//! Heartbeat Manager
//!
//! Sends a periodic keep-alive text frame while the feed session is open.
//! One manager runs per logical connection and survives reconnects; while
//! no session is open its ticks are skipped. A failed send marks the
//! session as lost, which hands control to the reconnect supervisor.

use std::sync::Weak;
use std::sync::atomic::{AtomicBool, AtomicU32, AtomicU64, Ordering};
use std::time::{Duration, Instant};

use parking_lot::RwLock;
use tokio_util::sync::CancellationToken;

/// Default interval between keep-alive frames.
pub const DEFAULT_HEARTBEAT_INTERVAL: Duration = Duration::from_secs(30);

/// Configuration for heartbeat behavior.
#[derive(Debug, Clone)]
pub struct HeartbeatConfig {
    /// Interval between keep-alive frames.
    pub ping_interval: Duration,
}

impl Default for HeartbeatConfig {
    fn default() -> Self {
        Self {
            ping_interval: DEFAULT_HEARTBEAT_INTERVAL,
        }
    }
}

impl HeartbeatConfig {
    /// Create a new configuration with custom values.
    #[must_use]
    pub const fn new(ping_interval: Duration) -> Self {
        Self { ping_interval }
    }
}

/// The connection the heartbeat keeps alive.
pub trait HeartbeatTarget: Send + Sync + 'static {
    /// Whether a session is currently open.
    fn is_connected(&self) -> bool;

    /// Queue one keep-alive frame on the open session.
    ///
    /// # Errors
    ///
    /// Returns an error if the frame could not be queued.
    fn send_heartbeat(&self) -> Result<(), HeartbeatError>;

    /// Called after a failed send; the target should drop the session.
    fn heartbeat_failed(&self, error: &HeartbeatError);
}

/// Counters shared between the heartbeat manager and its owner.
#[derive(Debug)]
pub struct HeartbeatState {
    last_ping: RwLock<Option<Instant>>,
    pings_sent: AtomicU64,
    failures: AtomicU64,
    loops_started: AtomicU32,
    running: AtomicBool,
}

impl Default for HeartbeatState {
    fn default() -> Self {
        Self::new()
    }
}

impl HeartbeatState {
    /// Create new heartbeat state.
    #[must_use]
    pub const fn new() -> Self {
        Self {
            last_ping: RwLock::new(None),
            pings_sent: AtomicU64::new(0),
            failures: AtomicU64::new(0),
            loops_started: AtomicU32::new(0),
            running: AtomicBool::new(false),
        }
    }

    /// Claim the right to run the heartbeat loop.
    ///
    /// Returns `false` if a loop is already running.
    pub fn try_start(&self) -> bool {
        let claimed = self
            .running
            .compare_exchange(false, true, Ordering::SeqCst, Ordering::SeqCst)
            .is_ok();
        if claimed {
            self.loops_started.fetch_add(1, Ordering::SeqCst);
        }
        claimed
    }

    /// Release the loop claim.
    pub fn mark_stopped(&self) {
        self.running.store(false, Ordering::SeqCst);
    }

    /// Whether a loop is running.
    #[must_use]
    pub fn is_running(&self) -> bool {
        self.running.load(Ordering::SeqCst)
    }

    /// Record a successful keep-alive send.
    pub fn record_ping(&self) {
        *self.last_ping.write() = Some(Instant::now());
        self.pings_sent.fetch_add(1, Ordering::SeqCst);
    }

    /// Record a failed keep-alive send.
    pub fn record_failure(&self) {
        self.failures.fetch_add(1, Ordering::SeqCst);
    }

    /// Keep-alive frames sent so far.
    #[must_use]
    pub fn pings_sent(&self) -> u64 {
        self.pings_sent.load(Ordering::SeqCst)
    }

    /// Failed keep-alive sends so far.
    #[must_use]
    pub fn failures(&self) -> u64 {
        self.failures.load(Ordering::SeqCst)
    }

    /// How many heartbeat loops have ever been started.
    #[must_use]
    pub fn loops_started(&self) -> u32 {
        self.loops_started.load(Ordering::SeqCst)
    }

    /// Time since the last successful send.
    #[must_use]
    pub fn time_since_ping(&self) -> Option<Duration> {
        self.last_ping.read().map(|at| at.elapsed())
    }
}

/// Heartbeat manager that keeps the session alive.
///
/// Holds its target weakly so a dropped connection ends the loop.
pub struct HeartbeatManager<T: HeartbeatTarget> {
    config: HeartbeatConfig,
    state: std::sync::Arc<HeartbeatState>,
    target: Weak<T>,
    cancel: CancellationToken,
}

impl<T: HeartbeatTarget> HeartbeatManager<T> {
    /// Create a new heartbeat manager.
    #[must_use]
    pub const fn new(
        config: HeartbeatConfig,
        state: std::sync::Arc<HeartbeatState>,
        target: Weak<T>,
        cancel: CancellationToken,
    ) -> Self {
        Self {
            config,
            state,
            target,
            cancel,
        }
    }

    /// Run the heartbeat loop until cancelled or the target is dropped.
    ///
    /// The first frame goes out one full interval after start.
    pub async fn run(self) {
        let period = self.config.ping_interval;
        let mut interval = tokio::time::interval_at(tokio::time::Instant::now() + period, period);
        interval.set_missed_tick_behavior(tokio::time::MissedTickBehavior::Skip);

        tracing::debug!(interval_secs = period.as_secs(), "Heartbeat loop started");

        loop {
            tokio::select! {
                () = self.cancel.cancelled() => {
                    tracing::debug!("Heartbeat manager cancelled");
                    break;
                }
                _ = interval.tick() => {
                    let Some(target) = self.target.upgrade() else {
                        tracing::debug!("Heartbeat target dropped, stopping heartbeat");
                        break;
                    };
                    self.beat(target.as_ref());
                }
            }
        }

        self.state.mark_stopped();
    }

    fn beat(&self, target: &T) {
        if !target.is_connected() {
            return;
        }
        match target.send_heartbeat() {
            Ok(()) => {
                self.state.record_ping();
                tracing::trace!("Heartbeat sent");
            }
            Err(error) => {
                self.state.record_failure();
                tracing::warn!(%error, "Heartbeat send failed, dropping session");
                target.heartbeat_failed(&error);
            }
        }
    }
}

/// Error type for heartbeat operations.
#[derive(Debug, Clone, PartialEq, Eq, thiserror::Error)]
pub enum HeartbeatError {
    /// No session was open when the frame was due.
    #[error("heartbeat could not be sent: session closed")]
    SessionClosed,
}
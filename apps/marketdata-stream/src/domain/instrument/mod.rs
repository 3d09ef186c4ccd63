//! Instrument Directory
//!
//! Indexes the instrument catalog and resolves instruments given either a
//! numeric identifier or an `EXCHANGE|NAME` symbol.
//!
//! # Design
//!
//! The directory holds two maps built from one catalog snapshot:
//! - name key (`EXCHANGE|NAME`) → instrument id
//! - instrument id → name key
//!
//! Both maps are built together and never mutated afterwards, so they are
//! always inverse of one another. A refreshed catalog produces a new
//! directory which replaces the old one wholesale.

use std::collections::HashMap;
use std::fmt;
use std::io::Read;
use std::str::FromStr;

use flate2::read::GzDecoder;
use serde::{Deserialize, Serialize};

// =============================================================================
// Types
// =============================================================================

/// Numeric instrument identifier assigned by the feed.
pub type InstrumentId = i64;

/// Separator between exchange segment and instrument name in a name key.
pub const NAME_KEY_SEPARATOR: char = '|';

/// Gzip magic bytes, used to detect compressed catalogs.
const GZIP_MAGIC: [u8; 2] = [0x1f, 0x8b];

/// One entry of the instrument catalog.
#[derive(Debug, Clone, PartialEq, Eq, Serialize, Deserialize)]
#[serde(rename_all = "camelCase")]
pub struct InstrumentRecord {
    /// Exchange segment (e.g. `NSECM`).
    pub exchange_segment: String,
    /// Instrument name within the segment (e.g. `RELIANCE`).
    pub instrument_name: String,
    /// Numeric instrument identifier.
    pub instrument_id: InstrumentId,
}

impl InstrumentRecord {
    /// Create a new record.
    #[must_use]
    pub fn new(
        exchange_segment: impl Into<String>,
        instrument_name: impl Into<String>,
        instrument_id: InstrumentId,
    ) -> Self {
        Self {
            exchange_segment: exchange_segment.into(),
            instrument_name: instrument_name.into(),
            instrument_id,
        }
    }

    /// The `EXCHANGE|NAME` key for this record.
    #[must_use]
    pub fn name_key(&self) -> String {
        format!(
            "{}{NAME_KEY_SEPARATOR}{}",
            self.exchange_segment, self.instrument_name
        )
    }
}

// =============================================================================
// Errors
// =============================================================================

/// Errors raised while building a directory from catalog bytes.
#[derive(Debug, thiserror::Error)]
pub enum CatalogError {
    /// The gzip stream could not be decompressed.
    #[error("catalog decompression failed: {0}")]
    Decompress(#[from] std::io::Error),

    /// The catalog JSON could not be parsed.
    #[error("catalog parse failed: {0}")]
    Parse(#[from] serde_json::Error),
}

/// Errors raised while resolving a single instrument.
#[derive(Debug, Clone, PartialEq, Eq, thiserror::Error)]
pub enum InstrumentError {
    /// No instrument is registered under this symbol.
    #[error("instrument not found for symbol: {0}")]
    SymbolNotFound(String),

    /// No instrument is registered under this id.
    #[error("instrument id {0} not found in directory")]
    IdNotFound(InstrumentId),

    /// Symbol and id were both given but refer to different instruments.
    #[error("instrument id mismatch for {symbol}: expected {expected}, got {got}")]
    Mismatch {
        /// Symbol that was looked up.
        symbol: String,
        /// Id registered for the symbol.
        expected: InstrumentId,
        /// Id supplied by the caller.
        got: InstrumentId,
    },

    /// The request could not be interpreted.
    #[error("invalid instrument argument: {0}")]
    InvalidArgument(String),
}

/// Failure of an all-or-nothing batch resolution.
#[derive(Debug, Clone, PartialEq, Eq, thiserror::Error)]
#[error("instrument #{index} ({item}) could not be resolved: {source}")]
pub struct BatchError {
    /// Position of the failing item in the input.
    pub index: usize,
    /// The failing item.
    pub item: InstrumentRef,
    /// Why it failed.
    #[source]
    pub source: InstrumentError,
}

// =============================================================================
// Instrument References
// =============================================================================

/// A caller-supplied reference to an instrument.
///
/// Strings that consist only of digits are treated as ids; any other string
/// is kept as a symbol and validated when it is resolved.
#[derive(Debug, Clone, PartialEq, Eq, Hash)]
pub enum InstrumentRef {
    /// Numeric instrument id.
    Id(InstrumentId),
    /// Symbol in `EXCHANGE|NAME[|ignored...]` form.
    Symbol(String),
}

impl InstrumentRef {
    /// Normalize a symbol to its `EXCHANGE|NAME` key.
    ///
    /// Only the first two `|`-delimited segments are significant; trailing
    /// segments are discarded without validation.
    ///
    /// # Errors
    ///
    /// Returns [`InstrumentError::InvalidArgument`] if the exchange segment
    /// or the name is missing.
    pub fn normalize_symbol(raw: &str) -> Result<String, InstrumentError> {
        let mut parts = raw.trim().split(NAME_KEY_SEPARATOR);
        match (parts.next(), parts.next()) {
            (Some(exchange), Some(name)) if !exchange.is_empty() && !name.is_empty() => {
                Ok(format!("{exchange}{NAME_KEY_SEPARATOR}{name}"))
            }
            _ => Err(InstrumentError::InvalidArgument(format!(
                "exchange segment missing, use EXCHANGE|NAME (e.g. NSECM|RELIANCE), got: {raw}"
            ))),
        }
    }
}

impl From<InstrumentId> for InstrumentRef {
    fn from(id: InstrumentId) -> Self {
        Self::Id(id)
    }
}

impl From<&str> for InstrumentRef {
    fn from(raw: &str) -> Self {
        let trimmed = raw.trim();
        if !trimmed.is_empty() && trimmed.bytes().all(|b| b.is_ascii_digit()) {
            if let Ok(id) = trimmed.parse() {
                return Self::Id(id);
            }
        }
        Self::Symbol(raw.to_string())
    }
}

impl From<String> for InstrumentRef {
    fn from(raw: String) -> Self {
        Self::from(raw.as_str())
    }
}

impl From<&String> for InstrumentRef {
    fn from(raw: &String) -> Self {
        Self::from(raw.as_str())
    }
}

impl FromStr for InstrumentRef {
    type Err = std::convert::Infallible;

    fn from_str(s: &str) -> Result<Self, Self::Err> {
        Ok(Self::from(s))
    }
}

impl fmt::Display for InstrumentRef {
    fn fmt(&self, f: &mut fmt::Formatter<'_>) -> fmt::Result {
        match self {
            Self::Id(id) => write!(f, "{id}"),
            Self::Symbol(symbol) => f.write_str(symbol),
        }
    }
}

// =============================================================================
// Batch Resolution
// =============================================================================

/// Result of a per-item batch resolution.
#[derive(Debug, Clone, Default, PartialEq, Eq)]
pub struct BatchResolution {
    /// Resolved ids, in input order, skipping failed items.
    pub resolved: Vec<InstrumentId>,
    /// Failed items with their input position.
    pub failures: Vec<BatchError>,
}

impl BatchResolution {
    /// Whether every item resolved.
    #[must_use]
    pub fn is_complete(&self) -> bool {
        self.failures.is_empty()
    }
}

// =============================================================================
// Instrument Directory
// =============================================================================

/// Bidirectional symbol/id index built from one catalog snapshot.
///
/// # Example
///
/// ```rust
/// use marketdata_stream::domain::instrument::{InstrumentDirectory, InstrumentRecord};
///
/// let directory = InstrumentDirectory::from_records([
///     InstrumentRecord::new("NSECM", "RELIANCE", 100),
///     InstrumentRecord::new("NSECM", "TCS", 200),
/// ]);
///
/// assert_eq!(directory.resolve(Some("NSECM|RELIANCE|ignored"), None), Ok(100));
/// assert_eq!(directory.symbol_for(200), Some("NSECM|TCS"));
/// assert!(directory.resolve(Some("NSECM|RELIANCE"), Some(200)).is_err());
/// ```
#[derive(Debug, Clone, Default)]
pub struct InstrumentDirectory {
    by_name: HashMap<String, InstrumentId>,
    by_id: HashMap<InstrumentId, String>,
}

impl InstrumentDirectory {
    /// Build a directory from catalog bytes.
    ///
    /// Accepts either a JSON array of records or the same array gzip
    /// compressed. Nothing is returned unless the whole catalog parses.
    ///
    /// # Errors
    ///
    /// Returns [`CatalogError`] if decompression or parsing fails.
    pub fn load(bytes: &[u8]) -> Result<Self, CatalogError> {
        let records: Vec<InstrumentRecord> = if bytes.starts_with(&GZIP_MAGIC) {
            let mut json = Vec::with_capacity(bytes.len() * 4);
            GzDecoder::new(bytes).read_to_end(&mut json)?;
            serde_json::from_slice(&json)?
        } else {
            serde_json::from_slice(bytes)?
        };

        let directory = Self::from_records(records);
        tracing::info!(instruments = directory.len(), "Loaded instrument catalog");
        Ok(directory)
    }

    /// Build a directory from already parsed records.
    ///
    /// When a later record reuses a name key or an id, the later record wins
    /// and the pair it displaces is dropped from both maps.
    #[must_use]
    pub fn from_records(records: impl IntoIterator<Item = InstrumentRecord>) -> Self {
        let mut directory = Self::default();
        let mut displaced = 0_usize;

        for record in records {
            let key = record.name_key();
            let id = record.instrument_id;

            if let Some(old_id) = directory.by_name.insert(key.clone(), id)
                && old_id != id
            {
                directory.by_id.remove(&old_id);
                displaced += 1;
            }
            if let Some(old_key) = directory.by_id.insert(id, key.clone())
                && old_key != key
            {
                directory.by_name.remove(&old_key);
                displaced += 1;
            }
        }

        if displaced > 0 {
            tracing::warn!(displaced, "Catalog contained conflicting instrument entries");
        }

        directory
    }

    /// Number of instruments.
    #[must_use]
    pub fn len(&self) -> usize {
        self.by_name.len()
    }

    /// Whether the directory is empty.
    #[must_use]
    pub fn is_empty(&self) -> bool {
        self.by_name.is_empty()
    }

    /// Look up the id registered for a name key.
    #[must_use]
    pub fn id_for(&self, name_key: &str) -> Option<InstrumentId> {
        self.by_name.get(name_key).copied()
    }

    /// Look up the name key registered for an id.
    #[must_use]
    pub fn symbol_for(&self, id: InstrumentId) -> Option<&str> {
        self.by_id.get(&id).map(String::as_str)
    }

    /// Iterate over `(name key, id)` pairs in no particular order.
    pub fn iter(&self) -> impl Iterator<Item = (&str, InstrumentId)> {
        self.by_name.iter().map(|(name, id)| (name.as_str(), *id))
    }

    /// Resolve an instrument from a symbol, an id, or both.
    ///
    /// A symbol with more than two `|` segments is truncated to its first
    /// two before lookup.
    ///
    /// # Errors
    ///
    /// - [`InstrumentError::SymbolNotFound`] / [`InstrumentError::IdNotFound`]
    ///   if the instrument is unknown
    /// - [`InstrumentError::Mismatch`] if both are given and disagree
    /// - [`InstrumentError::InvalidArgument`] if neither is given
    pub fn resolve(
        &self,
        symbol: Option<&str>,
        id: Option<InstrumentId>,
    ) -> Result<InstrumentId, InstrumentError> {
        match (symbol, id) {
            (Some(symbol), None) => {
                let key = lookup_key(symbol);
                let resolved = self
                    .id_for(&key)
                    .ok_or_else(|| InstrumentError::SymbolNotFound(key.clone()))?;
                tracing::debug!(symbol = %key, instrument_id = resolved, "Instrument matched");
                Ok(resolved)
            }
            (None, Some(id)) => {
                let key = self
                    .symbol_for(id)
                    .ok_or(InstrumentError::IdNotFound(id))?;
                tracing::debug!(symbol = %key, instrument_id = id, "Instrument matched");
                Ok(id)
            }
            (Some(symbol), Some(id)) => {
                let key = lookup_key(symbol);
                let expected = self
                    .id_for(&key)
                    .ok_or_else(|| InstrumentError::SymbolNotFound(key.clone()))?;
                if expected != id {
                    return Err(InstrumentError::Mismatch {
                        symbol: key,
                        expected,
                        got: id,
                    });
                }
                tracing::debug!(symbol = %key, instrument_id = id, "Instrument verified");
                Ok(id)
            }
            (None, None) => Err(InstrumentError::InvalidArgument(
                "either symbol or instrument id must be provided".to_string(),
            )),
        }
    }

    /// Resolve a single caller reference.
    ///
    /// Unlike [`Self::resolve`], a symbol reference must carry both an
    /// exchange segment and a name.
    ///
    /// # Errors
    ///
    /// Returns [`InstrumentError`] if the reference is malformed or unknown.
    pub fn resolve_ref(&self, item: &InstrumentRef) -> Result<InstrumentId, InstrumentError> {
        match item {
            InstrumentRef::Id(id) => self.resolve(None, Some(*id)),
            InstrumentRef::Symbol(raw) => {
                let key = InstrumentRef::normalize_symbol(raw)?;
                self.resolve(Some(&key), None)
            }
        }
    }

    /// Resolve every item, aborting on the first failure.
    ///
    /// # Errors
    ///
    /// Returns the first [`BatchError`] in input order.
    pub fn resolve_all(&self, items: &[InstrumentRef]) -> Result<Vec<InstrumentId>, BatchError> {
        items
            .iter()
            .enumerate()
            .map(|(index, item)| {
                self.resolve_ref(item).map_err(|source| BatchError {
                    index,
                    item: item.clone(),
                    source,
                })
            })
            .collect()
    }

    /// Resolve every item independently, collecting failures.
    #[must_use]
    pub fn resolve_each(&self, items: &[InstrumentRef]) -> BatchResolution {
        let mut outcome = BatchResolution::default();
        for (index, item) in items.iter().enumerate() {
            match self.resolve_ref(item) {
                Ok(id) => outcome.resolved.push(id),
                Err(source) => outcome.failures.push(BatchError {
                    index,
                    item: item.clone(),
                    source,
                }),
            }
        }
        outcome
    }
}

/// Truncate a symbol to its first two segments; leave it as-is otherwise.
fn lookup_key(symbol: &str) -> String {
    InstrumentRef::normalize_symbol(symbol).unwrap_or_else(|_| symbol.trim().to_string())
}

// =============================================================================
// Tests
// =============================================================================
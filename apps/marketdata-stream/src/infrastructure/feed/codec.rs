//! Tick Codec
//!
//! Converts feed frames into [`Tick`] values.
//!
//! - **Text frames**: base64 of a protobuf `MarketDataMessageBase`
//! - **Binary frames**: the protobuf bytes directly
//!
//! Decoding is per frame; a bad frame yields an error for that frame only.
//! An empty payload is a valid message with every field at its default, so it
//! decodes to a tick for instrument 0.

use base64::Engine;
use base64::engine::general_purpose::STANDARD;
use chrono::DateTime;
use prost::Message;

use crate::domain::streaming::{DepthLevel, Tick, TickKind};
use crate::infrastructure::feed::messages::{MarketDataMessageBase, RawFrame, WireDepthLevel};

/// Codec errors.
#[derive(Debug, thiserror::Error)]
pub enum DecodeError {
    /// The text frame is not valid base64.
    #[error("base64 decode error: {0}")]
    Base64(#[from] base64::DecodeError),

    /// The payload is not a valid protobuf message.
    #[error("protobuf decode error: {0}")]
    Protobuf(#[from] prost::DecodeError),
}

impl DecodeError {
    /// Label used for metrics.
    #[must_use]
    pub const fn as_str(&self) -> &'static str {
        match self {
            Self::Base64(_) => "base64",
            Self::Protobuf(_) => "protobuf",
        }
    }
}

/// Protobuf tick decoder.
#[derive(Debug, Default, Clone, Copy)]
pub struct TickDecoder;

impl TickDecoder {
    /// Create a new decoder.
    #[must_use]
    pub const fn new() -> Self {
        Self
    }

    /// Decode any inbound data frame.
    ///
    /// # Errors
    ///
    /// Returns [`DecodeError`] if the frame is malformed.
    pub fn decode(&self, frame: &RawFrame) -> Result<Tick, DecodeError> {
        match frame {
            RawFrame::Text(text) => self.decode_text(text),
            RawFrame::Binary(bytes) => self.decode_binary(bytes),
        }
    }

    /// Decode a base64 text frame.
    ///
    /// # Errors
    ///
    /// Returns [`DecodeError`] if base64 or protobuf decoding fails.
    pub fn decode_text(&self, text: &str) -> Result<Tick, DecodeError> {
        let bytes = STANDARD.decode(text.trim())?;
        self.decode_binary(&bytes)
    }

    /// Decode raw protobuf bytes.
    ///
    /// # Errors
    ///
    /// Returns [`DecodeError`] if protobuf decoding fails.
    pub fn decode_binary(&self, bytes: &[u8]) -> Result<Tick, DecodeError> {
        let wire = MarketDataMessageBase::decode(bytes)?;
        Ok(tick_from_wire(wire))
    }

    /// Encode a tick as a base64 text frame payload.
    #[must_use]
    pub fn encode(&self, tick: &Tick) -> String {
        STANDARD.encode(wire_from_tick(tick).encode_to_vec())
    }
}

fn tick_from_wire(wire: MarketDataMessageBase) -> Tick {
    Tick {
        instrument_id: wire.instrument_id,
        kind: TickKind::from_wire(wire.message_type),
        exchange_time: (wire.exchange_timestamp > 0)
            .then(|| DateTime::from_timestamp_millis(wire.exchange_timestamp))
            .flatten(),
        last_traded_price: wire.last_traded_price,
        last_traded_quantity: wire.last_traded_quantity,
        volume: wire.volume,
        open: wire.open,
        high: wire.high,
        low: wire.low,
        close: wire.close,
        bids: wire.bids.into_iter().map(level_from_wire).collect(),
        asks: wire.asks.into_iter().map(level_from_wire).collect(),
    }
}

const fn level_from_wire(level: WireDepthLevel) -> DepthLevel {
    DepthLevel {
        price: level.price,
        quantity: level.quantity,
        orders: level.orders,
    }
}

fn wire_from_tick(tick: &Tick) -> MarketDataMessageBase {
    let level = |l: &DepthLevel| WireDepthLevel {
        price: l.price,
        quantity: l.quantity,
        orders: l.orders,
    };
    MarketDataMessageBase {
        message_type: tick.kind.to_wire(),
        instrument_id: tick.instrument_id,
        exchange_timestamp: tick.exchange_time.map_or(0, |t| t.timestamp_millis()),
        last_traded_price: tick.last_traded_price,
        last_traded_quantity: tick.last_traded_quantity,
        volume: tick.volume,
        open: tick.open,
        high: tick.high,
        low: tick.low,
        close: tick.close,
        bids: tick.bids.iter().map(level).collect(),
        asks: tick.asks.iter().map(level).collect(),
    }
}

# # # # # # #

What you are asked to do. Where does "HeartbeatError" appear in the records above? Copy every line that has it.

Finished exercise.
    fn send_heartbeat(&self) -> Result<(), HeartbeatError>;
    fn heartbeat_failed(&self, error: &HeartbeatError);
pub enum HeartbeatError {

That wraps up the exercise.